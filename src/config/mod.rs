//! Configuration module for budgetbook
//!
//! This module provides configuration management including:
//! - Data directory resolution
//! - User settings persistence

pub mod paths;
pub mod settings;

pub use paths::BudgetPaths;
pub use settings::Settings;
//! Terminal setup and teardown
//!
//! This module handles initializing and restoring the terminal state,
//! including setting up the panic hook to restore the terminal on crash.

use anyhow::Result;
use crossterm::{
    execute,
    terminal::{disable_raw_mode, enable_raw_mode, EnterAlternateScreen, LeaveAlternateScreen},
};
use ratatui::{backend::CrosstermBackend, Terminal};
use std::io::{self, Stdout};
use std::panic;

use crate::storage::Storage;

use super::app::App;
use super::event::{Event, EventHandler};
use super::handler::handle_event;

/// Type alias for our terminal
pub type Tui = Terminal<CrosstermBackend<Stdout>>;

/// Initialize the terminal for TUI mode
pub fn init_terminal() -> Result<Tui> {
    // Set up panic hook to restore terminal on panic
    let original_hook = panic::take_hook();
    panic::set_hook(Box::new(move |panic_info| {
        // Restore terminal before printing panic info
        let _ = restore_terminal_impl();
        original_hook(panic_info);
    }));

    // Enable raw mode and enter alternate screen
    enable_raw_mode()?;
    let mut stdout = io::stdout();
    execute!(stdout, EnterAlternateScreen)?;

    // Create terminal
    let backend = CrosstermBackend::new(stdout);
    let terminal = Terminal::new(backend)?;

    Ok(terminal)
}

/// Restore the terminal to its original state
pub fn restore_terminal() -> Result<()> {
    restore_terminal_impl()?;
    Ok(())
}

/// Internal implementation of terminal restoration
fn restore_terminal_impl() -> Result<()> {
    disable_raw_mode()?;
    execute!(io::stdout(), LeaveAlternateScreen)?;
    Ok(())
}

/// Run the TUI application
pub fn run_tui(storage: &Storage) -> Result<()> {
    // Initialize terminal
    let mut terminal = init_terminal()?;

    // Create app state
    let mut app = App::new(storage);

    // Create event handler
    let events = EventHandler::default();

    // Main event loop
    loop {
        // Render
        terminal.draw(|frame| {
            super::views::render(frame, &mut app);
        })?;

        // Handle events
        match events.next()? {
            Event::Key(key_event) => {
                handle_event(&mut app, Event::Key(key_event))?;
            }
            Event::Resize(_, _) => {
                // Terminal will redraw automatically
            }
            Event::Tick => {}
        }

        // Check if we should quit
        if app.should_quit {
            break;
        }
    }

    // Restore terminal
    restore_terminal()?;

    Ok(())
}
#![no_std]
#![no_main]

use defmt_rtt as _;
use panic_probe as _;

mod config;
mod usb;

use rp_pico as bsp;

use bsp::hal::pac;

defmt::timestamp!("{=u64:us}", timer_ticks());

/// Raw read of the 64-bit microsecond timer, latch-free.
fn timer_ticks() -> u64 {
    let timer = unsafe { &*pac::TIMER::ptr() };
    loop {
        let hi = timer.timerawh.read().bits();
        let lo = timer.timerawl.read().bits();
        let hi2 = timer.timerawh.read().bits();
        if hi == hi2 {
            break ((hi as u64) << 32) | (lo as u64);
        }
    }
}

#[rtic::app(device = rp_pico::hal::pac, peripherals = true, dispatchers = [PIO0_IRQ_0])]
mod app {
    use embedded_hal::digital::v2::OutputPin;
    use heapless::Vec;
    use rp2040_monotonic::Rp2040Monotonic;
    use usb_device::class_prelude::UsbBusAllocator;
    use usb_device::device::UsbDevice;
    use usb_device::UsbError;
    use usbd_human_interface_device::prelude::*;

    use hidpad::channel::{ChannelId, Registry};
    use hidpad::dispatch::{Dispatcher, LinkPolicy};
    use hidpad::edge::EdgeSet;
    use hidpad::transport::LinkStatus;

    use super::bsp;
    use super::config;
    use super::usb;
    use bsp::hal;
    use hal::gpio::{
        bank0::Gpio25, DynPinId, FunctionSioInput, FunctionSioOutput, Interrupt, Pin, PullDown,
        PullNone,
    };
    use hal::usb::UsbBus as Rp2040Usb;

    use config::{Duration, Instant, NUM_CHANNELS};

    #[monotonic(binds = TIMER_IRQ_0, default = true)]
    type Mono = Rp2040Monotonic;

    #[shared]
    struct Shared {
        dispatcher: Dispatcher<Instant, Duration, NUM_CHANNELS>,
        keyboard: usb::UsbKeyboard,
        usb_dev: UsbDevice<'static, Rp2040Usb>,
        edges: EdgeSet,
    }

    #[local]
    struct Local {
        buttons: Vec<Pin<DynPinId, FunctionSioInput, PullDown>, NUM_CHANNELS>,
        led: Pin<Gpio25, FunctionSioOutput, PullNone>,
    }

    #[init(local = [usb_alloc: Option<UsbBusAllocator<Rp2040Usb>> = None])]
    fn init(cx: init::Context) -> (Shared, Local, init::Monotonics) {
        let mut pac = cx.device;

        // Set up the watchdog driver - needed by the clock setup code
        let mut watchdog = hal::watchdog::Watchdog::new(pac.WATCHDOG);
        let clocks = hal::clocks::init_clocks_and_plls(
            bsp::XOSC_CRYSTAL_FREQ,
            pac.XOSC,
            pac.CLOCKS,
            pac.PLL_SYS,
            pac.PLL_USB,
            &mut pac.RESETS,
            &mut watchdog,
        )
        .ok()
        .unwrap();

        let sio = hal::Sio::new(pac.SIO);
        let pins = bsp::Pins::new(
            pac.IO_BANK0,
            pac.PADS_BANK0,
            sio.gpio_bank0,
            &mut pac.RESETS,
        );

        let mut buttons = Vec::<_, NUM_CHANNELS>::new();
        buttons.extend([
            pins.gpio10.reconfigure().into_dyn_pin(),
            pins.gpio11.reconfigure().into_dyn_pin(),
            pins.gpio12.reconfigure().into_dyn_pin(),
            pins.gpio13.reconfigure().into_dyn_pin(),
            pins.gpio14.reconfigure().into_dyn_pin(),
            pins.gpio15.reconfigure().into_dyn_pin(),
        ]);
        for button in buttons.iter_mut() {
            button.set_interrupt_enabled(Interrupt::EdgeHigh, true);
        }

        let led = pins.led.reconfigure();

        let usb_alloc: &'static UsbBusAllocator<Rp2040Usb> = cx.local.usb_alloc.insert(UsbBusAllocator::new(
            hal::usb::UsbBus::new(
                pac.USBCTRL_REGS,
                pac.USBCTRL_DPRAM,
                clocks.usb_clock,
                true,
                &mut pac.RESETS,
            ),
        ));

        let keyboard = usb::UsbKeyboard::new(usb_alloc);
        let usb_dev = usb::device(usb_alloc);

        // A bad channel table cannot be recovered from; fail startup.
        let registry = Registry::new(&config::CHANNELS).unwrap();
        let dispatcher = Dispatcher::new(registry, config::DEBOUNCE, LinkPolicy::SuppressOffline);

        let mono = Rp2040Monotonic::new(pac.TIMER);
        tick::spawn_after(config::TICK_PERIOD).unwrap();

        defmt::info!("hidpad up, {} channels", NUM_CHANNELS);

        (
            Shared {
                dispatcher,
                keyboard,
                usb_dev,
                edges: EdgeSet::new(),
            },
            Local { buttons, led },
            init::Monotonics(mono),
        )
    }

    #[idle]
    fn idle(_: idle::Context) -> ! {
        loop {
            cortex_m::asm::wfi();
        }
    }

    /// Edge context: latch which buttons fired, nothing else.
    #[task(binds = IO_IRQ_BANK0, priority = 3, local = [buttons], shared = [edges])]
    fn on_edge(mut cx: on_edge::Context) {
        for (id, button) in cx.local.buttons.iter_mut().enumerate() {
            if button.interrupt_status(Interrupt::EdgeHigh) {
                button.clear_interrupt(Interrupt::EdgeHigh);
                cx.shared.edges.lock(|edges| edges.record(id as ChannelId));
            }
        }
    }

    /// USB bus service plus link-status tracking.
    #[task(binds = USBCTRL_IRQ, priority = 2, shared = [usb_dev, keyboard, dispatcher], local = [led])]
    fn on_usb(cx: on_usb::Context) {
        let led = cx.local.led;
        (cx.shared.usb_dev, cx.shared.keyboard, cx.shared.dispatcher).lock(
            |usb_dev, keyboard, dispatcher| {
                if usb_dev.poll(&mut [&mut keyboard.class]) {
                    // drain host LED reports so the out endpoint never backs up
                    match keyboard.class.device().read_report() {
                        Ok(_leds) => {}
                        Err(UsbError::WouldBlock) => {}
                        Err(e) => defmt::warn!("led report: {}", defmt::Debug2Format(&e)),
                    }
                }

                let link = usb::link_status(usb_dev.state());
                dispatcher.link_changed(link, &mut usb::DefmtEvents);
                led.set_state((link == LinkStatus::Connected).into()).unwrap();
            },
        );
    }

    /// Worker context: every timer callback and every send happens here,
    /// so transmission is serialized by construction.
    #[task(priority = 1, shared = [dispatcher, keyboard, edges])]
    fn tick(cx: tick::Context) {
        let now = monotonics::now();
        (cx.shared.dispatcher, cx.shared.keyboard, cx.shared.edges).lock(
            |dispatcher, keyboard, edges| {
                for id in edges.take() {
                    dispatcher.notify_edge(id, now);
                }
                dispatcher.run(now, keyboard, &mut usb::DefmtEvents);

                match keyboard.class.tick() {
                    Ok(_) => {}
                    Err(UsbHidError::WouldBlock) => {}
                    Err(e) => defmt::warn!("keyboard tick: {}", defmt::Debug2Format(&e)),
                }
            },
        );
        tick::spawn_after(config::TICK_PERIOD).unwrap();
    }
}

════════

What the task asks: Each line containing the word "bits" must be pulled from the listing and copied.

Reply:
        let hi = timer.timerawh.read().bits();
        let lo = timer.timerawl.read().bits();
        let hi2 = timer.timerawh.read().bits();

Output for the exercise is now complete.